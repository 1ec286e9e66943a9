use std::env;

use crate::engine::conflict::OverlapPolicy;
use crate::error::DispatchError;
use crate::geo::ARRIVAL_RADIUS_MILES;

#[derive(Debug, Clone)]
pub struct EngineConfig {
    pub location_queue_size: usize,
    pub event_buffer_size: usize,
    pub arrival_radius_miles: f64,
    pub booking_gap_minutes: i64,
}

impl EngineConfig {
    pub fn from_env() -> Result<Self, DispatchError> {
        let _ = dotenvy::dotenv();

        Ok(Self {
            location_queue_size: parse_or_default("LOCATION_QUEUE_SIZE", 1024)?,
            event_buffer_size: parse_or_default("EVENT_BUFFER_SIZE", 1024)?,
            arrival_radius_miles: parse_or_default("ARRIVAL_RADIUS_MILES", ARRIVAL_RADIUS_MILES)?,
            booking_gap_minutes: parse_or_default("BOOKING_GAP_MINUTES", 15)?,
        })
    }

    pub fn overlap_policy(&self) -> OverlapPolicy {
        OverlapPolicy::Buffered(self.booking_gap_minutes)
    }
}

impl Default for EngineConfig {
    fn default() -> Self {
        Self {
            location_queue_size: 1024,
            event_buffer_size: 1024,
            arrival_radius_miles: ARRIVAL_RADIUS_MILES,
            booking_gap_minutes: 15,
        }
    }
}

fn parse_or_default<T>(key: &str, default: T) -> Result<T, DispatchError>
where
    T: std::str::FromStr,
    T::Err: std::fmt::Display,
{
    parse_value(key, env::var(key).ok(), default)
}

fn parse_value<T>(key: &str, raw: Option<String>, default: T) -> Result<T, DispatchError>
where
    T: std::str::FromStr,
    T::Err: std::fmt::Display,
{
    match raw {
        Some(raw) => raw
            .parse::<T>()
            .map_err(|err| DispatchError::InvalidInput(format!("invalid {key}: {err}"))),
        None => Ok(default),
    }
}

------------------------

• _Problem description_:
Exact transcription of the listing is needed, with no line left out.

• _Finished task_:
repository 1ec286e9e66943a9
use std::env;

use crate::engine::conflict::OverlapPolicy;
use crate::error::DispatchError;
use crate::geo::ARRIVAL_RADIUS_MILES;

#[derive(Debug, Clone)]
pub struct EngineConfig {
    pub location_queue_size: usize,
    pub event_buffer_size: usize,
    pub arrival_radius_miles: f64,
    pub booking_gap_minutes: i64,
}

impl EngineConfig {
    pub fn from_env() -> Result<Self, DispatchError> {
        let _ = dotenvy::dotenv();

        Ok(Self {
            location_queue_size: parse_or_default("LOCATION_QUEUE_SIZE", 1024)?,
            event_buffer_size: parse_or_default("EVENT_BUFFER_SIZE", 1024)?,
            arrival_radius_miles: parse_or_default("ARRIVAL_RADIUS_MILES", ARRIVAL_RADIUS_MILES)?,
            booking_gap_minutes: parse_or_default("BOOKING_GAP_MINUTES", 15)?,
        })
    }

    pub fn overlap_policy(&self) -> OverlapPolicy {
        OverlapPolicy::Buffered(self.booking_gap_minutes)
    }
}

impl Default for EngineConfig {
    fn default() -> Self {
        Self {
            location_queue_size: 1024,
            event_buffer_size: 1024,
            arrival_radius_miles: ARRIVAL_RADIUS_MILES,
            booking_gap_minutes: 15,
        }
    }
}

fn parse_or_default<T>(key: &str, default: T) -> Result<T, DispatchError>
where
    T: std::str::FromStr,
    T::Err: std::fmt::Display,
{
    parse_value(key, env::var(key).ok(), default)
}

fn parse_value<T>(key: &str, raw: Option<String>, default: T) -> Result<T, DispatchError>
where
    T: std::str::FromStr,
    T::Err: std::fmt::Display,
{
    match raw {
        Some(raw) => raw
            .parse::<T>()
            .map_err(|err| DispatchError::InvalidInput(format!("invalid {key}: {err}"))),
        None => Ok(default),
    }
}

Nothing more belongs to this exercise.